→ **Records provided**:
++++++++
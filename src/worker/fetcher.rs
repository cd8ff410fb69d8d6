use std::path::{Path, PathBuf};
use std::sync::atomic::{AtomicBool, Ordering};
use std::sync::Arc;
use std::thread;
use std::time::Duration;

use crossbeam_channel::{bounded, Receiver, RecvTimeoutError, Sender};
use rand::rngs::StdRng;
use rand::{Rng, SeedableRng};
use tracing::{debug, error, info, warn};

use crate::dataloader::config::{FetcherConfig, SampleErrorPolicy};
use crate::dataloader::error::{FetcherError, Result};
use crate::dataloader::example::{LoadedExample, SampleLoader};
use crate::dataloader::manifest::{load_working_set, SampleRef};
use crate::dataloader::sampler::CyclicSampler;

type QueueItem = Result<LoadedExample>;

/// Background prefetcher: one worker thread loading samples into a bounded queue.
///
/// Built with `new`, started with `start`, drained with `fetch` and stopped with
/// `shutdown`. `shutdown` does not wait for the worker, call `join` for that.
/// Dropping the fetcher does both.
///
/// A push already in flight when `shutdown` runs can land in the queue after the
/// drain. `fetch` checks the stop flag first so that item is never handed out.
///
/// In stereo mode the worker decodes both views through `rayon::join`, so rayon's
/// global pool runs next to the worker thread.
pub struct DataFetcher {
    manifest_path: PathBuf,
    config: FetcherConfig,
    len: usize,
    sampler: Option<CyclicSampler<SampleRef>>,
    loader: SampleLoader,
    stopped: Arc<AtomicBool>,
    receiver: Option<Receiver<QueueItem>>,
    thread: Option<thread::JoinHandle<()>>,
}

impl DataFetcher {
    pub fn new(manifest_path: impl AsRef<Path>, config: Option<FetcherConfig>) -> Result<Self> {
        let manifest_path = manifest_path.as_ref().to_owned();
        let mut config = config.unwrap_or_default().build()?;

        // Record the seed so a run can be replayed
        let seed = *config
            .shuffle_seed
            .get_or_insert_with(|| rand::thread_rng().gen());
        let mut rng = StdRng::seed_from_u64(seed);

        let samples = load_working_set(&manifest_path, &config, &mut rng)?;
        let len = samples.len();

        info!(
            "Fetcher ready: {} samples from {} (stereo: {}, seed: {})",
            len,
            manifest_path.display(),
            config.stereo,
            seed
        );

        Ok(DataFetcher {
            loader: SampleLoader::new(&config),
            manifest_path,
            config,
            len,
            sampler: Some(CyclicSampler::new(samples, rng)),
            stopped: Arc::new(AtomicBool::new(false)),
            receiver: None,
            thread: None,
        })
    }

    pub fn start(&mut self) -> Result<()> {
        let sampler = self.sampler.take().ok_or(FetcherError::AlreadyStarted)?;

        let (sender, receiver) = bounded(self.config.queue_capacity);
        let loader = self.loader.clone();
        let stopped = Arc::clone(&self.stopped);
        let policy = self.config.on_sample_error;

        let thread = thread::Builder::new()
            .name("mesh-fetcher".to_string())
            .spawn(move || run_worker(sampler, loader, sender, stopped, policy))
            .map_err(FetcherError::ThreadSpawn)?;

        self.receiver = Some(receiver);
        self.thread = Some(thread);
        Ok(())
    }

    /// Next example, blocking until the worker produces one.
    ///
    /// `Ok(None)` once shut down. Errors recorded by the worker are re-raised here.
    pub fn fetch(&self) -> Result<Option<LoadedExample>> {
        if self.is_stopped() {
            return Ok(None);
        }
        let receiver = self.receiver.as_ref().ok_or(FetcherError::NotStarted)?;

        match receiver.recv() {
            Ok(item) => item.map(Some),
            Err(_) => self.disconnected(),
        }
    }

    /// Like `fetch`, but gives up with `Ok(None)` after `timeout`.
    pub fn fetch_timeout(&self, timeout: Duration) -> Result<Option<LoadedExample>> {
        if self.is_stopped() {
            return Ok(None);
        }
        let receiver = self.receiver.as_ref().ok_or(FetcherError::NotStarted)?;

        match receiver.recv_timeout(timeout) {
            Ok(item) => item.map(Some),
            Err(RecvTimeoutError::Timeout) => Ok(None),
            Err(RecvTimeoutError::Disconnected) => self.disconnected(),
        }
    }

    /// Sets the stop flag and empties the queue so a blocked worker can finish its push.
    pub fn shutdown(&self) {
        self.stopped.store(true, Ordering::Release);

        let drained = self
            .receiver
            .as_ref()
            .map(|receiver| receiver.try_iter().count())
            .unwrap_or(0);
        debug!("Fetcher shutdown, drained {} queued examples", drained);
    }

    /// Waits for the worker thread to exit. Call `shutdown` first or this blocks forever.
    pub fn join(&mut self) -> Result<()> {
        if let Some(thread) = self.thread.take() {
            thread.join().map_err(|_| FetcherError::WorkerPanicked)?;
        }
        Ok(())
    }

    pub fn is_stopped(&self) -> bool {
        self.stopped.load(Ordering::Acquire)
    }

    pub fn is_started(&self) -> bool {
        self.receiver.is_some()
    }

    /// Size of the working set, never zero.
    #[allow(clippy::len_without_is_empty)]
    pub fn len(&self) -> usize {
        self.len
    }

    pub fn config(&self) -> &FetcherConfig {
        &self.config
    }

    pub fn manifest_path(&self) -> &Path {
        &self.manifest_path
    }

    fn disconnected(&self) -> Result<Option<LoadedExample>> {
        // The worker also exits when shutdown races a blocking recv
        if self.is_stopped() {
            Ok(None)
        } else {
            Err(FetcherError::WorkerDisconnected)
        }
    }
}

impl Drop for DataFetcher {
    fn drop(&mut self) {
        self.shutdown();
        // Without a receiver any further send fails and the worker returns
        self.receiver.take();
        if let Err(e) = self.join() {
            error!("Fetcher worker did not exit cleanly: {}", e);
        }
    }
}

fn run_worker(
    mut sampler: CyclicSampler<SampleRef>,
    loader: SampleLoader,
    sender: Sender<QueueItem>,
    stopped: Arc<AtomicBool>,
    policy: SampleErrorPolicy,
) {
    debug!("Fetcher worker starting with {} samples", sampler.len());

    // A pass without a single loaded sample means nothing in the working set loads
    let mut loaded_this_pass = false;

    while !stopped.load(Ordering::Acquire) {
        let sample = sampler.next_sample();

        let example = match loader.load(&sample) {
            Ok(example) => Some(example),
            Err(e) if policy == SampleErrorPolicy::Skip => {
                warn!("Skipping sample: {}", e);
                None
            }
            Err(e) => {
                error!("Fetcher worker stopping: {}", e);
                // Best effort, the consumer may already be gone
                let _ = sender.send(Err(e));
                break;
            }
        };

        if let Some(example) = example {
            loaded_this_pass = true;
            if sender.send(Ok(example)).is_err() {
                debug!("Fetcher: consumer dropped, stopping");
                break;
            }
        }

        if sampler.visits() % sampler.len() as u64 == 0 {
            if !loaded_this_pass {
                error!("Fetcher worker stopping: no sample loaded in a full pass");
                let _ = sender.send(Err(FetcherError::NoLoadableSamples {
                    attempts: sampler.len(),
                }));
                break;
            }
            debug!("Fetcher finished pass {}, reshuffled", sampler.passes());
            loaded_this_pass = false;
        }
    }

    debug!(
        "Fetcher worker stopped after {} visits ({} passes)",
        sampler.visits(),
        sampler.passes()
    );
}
++++++++
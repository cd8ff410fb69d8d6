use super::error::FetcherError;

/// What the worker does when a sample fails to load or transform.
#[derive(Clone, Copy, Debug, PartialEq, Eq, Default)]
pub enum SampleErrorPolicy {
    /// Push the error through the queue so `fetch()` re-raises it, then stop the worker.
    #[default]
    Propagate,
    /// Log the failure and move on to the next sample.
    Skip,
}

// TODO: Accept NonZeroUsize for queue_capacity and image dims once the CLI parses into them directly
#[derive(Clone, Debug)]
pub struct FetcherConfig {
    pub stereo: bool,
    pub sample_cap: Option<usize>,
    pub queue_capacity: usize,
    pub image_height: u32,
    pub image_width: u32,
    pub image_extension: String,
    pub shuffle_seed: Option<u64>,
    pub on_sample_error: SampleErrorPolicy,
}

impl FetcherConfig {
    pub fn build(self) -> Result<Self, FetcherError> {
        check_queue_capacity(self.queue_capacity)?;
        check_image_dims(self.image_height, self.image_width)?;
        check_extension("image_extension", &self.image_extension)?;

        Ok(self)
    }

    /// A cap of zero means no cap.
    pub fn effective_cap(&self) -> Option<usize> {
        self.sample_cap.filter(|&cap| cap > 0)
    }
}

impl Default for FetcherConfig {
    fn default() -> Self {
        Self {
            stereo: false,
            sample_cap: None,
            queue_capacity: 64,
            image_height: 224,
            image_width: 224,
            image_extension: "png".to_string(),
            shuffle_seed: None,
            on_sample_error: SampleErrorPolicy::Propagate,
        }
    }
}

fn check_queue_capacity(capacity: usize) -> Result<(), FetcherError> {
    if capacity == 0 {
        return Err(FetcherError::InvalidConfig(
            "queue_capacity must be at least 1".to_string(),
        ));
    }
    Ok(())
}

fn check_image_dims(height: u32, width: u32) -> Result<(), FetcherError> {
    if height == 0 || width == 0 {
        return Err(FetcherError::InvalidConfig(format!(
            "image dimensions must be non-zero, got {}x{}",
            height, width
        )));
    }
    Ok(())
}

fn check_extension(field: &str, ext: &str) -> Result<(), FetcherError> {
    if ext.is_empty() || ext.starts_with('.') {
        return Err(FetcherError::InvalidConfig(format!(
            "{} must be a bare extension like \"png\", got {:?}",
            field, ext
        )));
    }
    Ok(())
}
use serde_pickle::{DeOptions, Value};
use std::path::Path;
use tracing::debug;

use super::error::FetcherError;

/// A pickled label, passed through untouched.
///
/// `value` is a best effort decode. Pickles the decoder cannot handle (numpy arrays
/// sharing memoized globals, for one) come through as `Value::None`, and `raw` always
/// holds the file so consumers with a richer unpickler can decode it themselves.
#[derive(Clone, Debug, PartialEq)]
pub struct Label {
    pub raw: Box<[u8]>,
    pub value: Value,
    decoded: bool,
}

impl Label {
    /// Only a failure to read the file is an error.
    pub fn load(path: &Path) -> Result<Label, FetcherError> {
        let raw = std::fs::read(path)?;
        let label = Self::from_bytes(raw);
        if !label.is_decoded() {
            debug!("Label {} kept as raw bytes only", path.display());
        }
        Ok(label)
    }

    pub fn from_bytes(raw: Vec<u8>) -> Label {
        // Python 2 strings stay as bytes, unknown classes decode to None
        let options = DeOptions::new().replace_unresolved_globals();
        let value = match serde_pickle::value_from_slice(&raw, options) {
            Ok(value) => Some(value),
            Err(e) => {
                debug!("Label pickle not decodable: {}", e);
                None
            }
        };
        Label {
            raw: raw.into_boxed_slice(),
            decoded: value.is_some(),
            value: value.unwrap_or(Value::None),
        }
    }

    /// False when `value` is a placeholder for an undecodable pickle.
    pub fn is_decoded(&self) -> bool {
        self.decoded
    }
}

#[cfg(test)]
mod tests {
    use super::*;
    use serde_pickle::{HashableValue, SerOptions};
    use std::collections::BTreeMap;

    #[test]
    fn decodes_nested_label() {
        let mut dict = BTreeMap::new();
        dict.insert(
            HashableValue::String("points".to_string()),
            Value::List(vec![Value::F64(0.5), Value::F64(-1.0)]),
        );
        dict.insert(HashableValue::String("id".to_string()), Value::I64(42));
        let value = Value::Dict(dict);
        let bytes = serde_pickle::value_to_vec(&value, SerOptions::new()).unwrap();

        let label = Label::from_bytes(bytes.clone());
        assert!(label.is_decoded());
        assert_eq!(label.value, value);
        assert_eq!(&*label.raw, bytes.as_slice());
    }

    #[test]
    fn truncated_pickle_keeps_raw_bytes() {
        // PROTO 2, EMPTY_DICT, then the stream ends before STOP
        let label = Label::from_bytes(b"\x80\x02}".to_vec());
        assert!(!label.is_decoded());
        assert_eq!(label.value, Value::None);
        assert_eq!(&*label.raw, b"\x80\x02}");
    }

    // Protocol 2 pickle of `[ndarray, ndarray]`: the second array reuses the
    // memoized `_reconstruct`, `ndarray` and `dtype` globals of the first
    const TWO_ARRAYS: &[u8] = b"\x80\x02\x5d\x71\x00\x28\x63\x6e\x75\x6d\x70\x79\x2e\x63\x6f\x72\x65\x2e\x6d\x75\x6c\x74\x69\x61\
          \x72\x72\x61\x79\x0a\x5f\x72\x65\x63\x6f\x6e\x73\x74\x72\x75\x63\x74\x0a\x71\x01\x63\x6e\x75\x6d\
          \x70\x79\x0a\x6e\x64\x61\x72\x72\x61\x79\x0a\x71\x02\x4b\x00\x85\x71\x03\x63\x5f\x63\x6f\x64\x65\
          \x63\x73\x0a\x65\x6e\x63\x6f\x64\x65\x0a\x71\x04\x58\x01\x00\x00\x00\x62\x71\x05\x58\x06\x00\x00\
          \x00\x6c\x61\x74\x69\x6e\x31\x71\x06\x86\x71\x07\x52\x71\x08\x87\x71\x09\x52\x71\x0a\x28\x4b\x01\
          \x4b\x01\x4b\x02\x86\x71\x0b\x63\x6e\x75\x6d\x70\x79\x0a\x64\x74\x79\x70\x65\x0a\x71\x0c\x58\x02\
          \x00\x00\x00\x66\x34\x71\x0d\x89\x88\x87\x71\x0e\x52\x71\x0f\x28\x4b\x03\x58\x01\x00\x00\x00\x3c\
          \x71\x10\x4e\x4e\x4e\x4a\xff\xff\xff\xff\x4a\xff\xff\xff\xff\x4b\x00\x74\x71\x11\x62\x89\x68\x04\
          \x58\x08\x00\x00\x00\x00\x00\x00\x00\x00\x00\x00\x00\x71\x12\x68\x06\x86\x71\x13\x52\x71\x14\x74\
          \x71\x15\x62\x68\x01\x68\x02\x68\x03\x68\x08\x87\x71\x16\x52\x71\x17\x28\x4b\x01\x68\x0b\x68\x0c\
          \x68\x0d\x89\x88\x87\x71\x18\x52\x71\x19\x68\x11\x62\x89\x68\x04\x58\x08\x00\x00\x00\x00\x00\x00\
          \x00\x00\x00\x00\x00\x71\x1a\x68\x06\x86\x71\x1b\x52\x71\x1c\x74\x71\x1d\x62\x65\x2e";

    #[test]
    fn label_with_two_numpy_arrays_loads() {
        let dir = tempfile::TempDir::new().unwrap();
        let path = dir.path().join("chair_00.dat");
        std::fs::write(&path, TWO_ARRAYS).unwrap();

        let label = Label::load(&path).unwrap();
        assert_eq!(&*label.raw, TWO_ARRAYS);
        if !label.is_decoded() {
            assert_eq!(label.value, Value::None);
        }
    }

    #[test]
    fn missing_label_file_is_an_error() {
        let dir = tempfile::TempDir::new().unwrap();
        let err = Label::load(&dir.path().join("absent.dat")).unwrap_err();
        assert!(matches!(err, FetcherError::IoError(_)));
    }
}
++++++++
→ **Assigned task**: What lines in the material above hold the string "stopping"? List them.

→ **Response below**:
                error!("Fetcher worker stopping: {}", e);
                debug!("Fetcher: consumer dropped, stopping");
                error!("Fetcher worker stopping: no sample loaded in a full pass");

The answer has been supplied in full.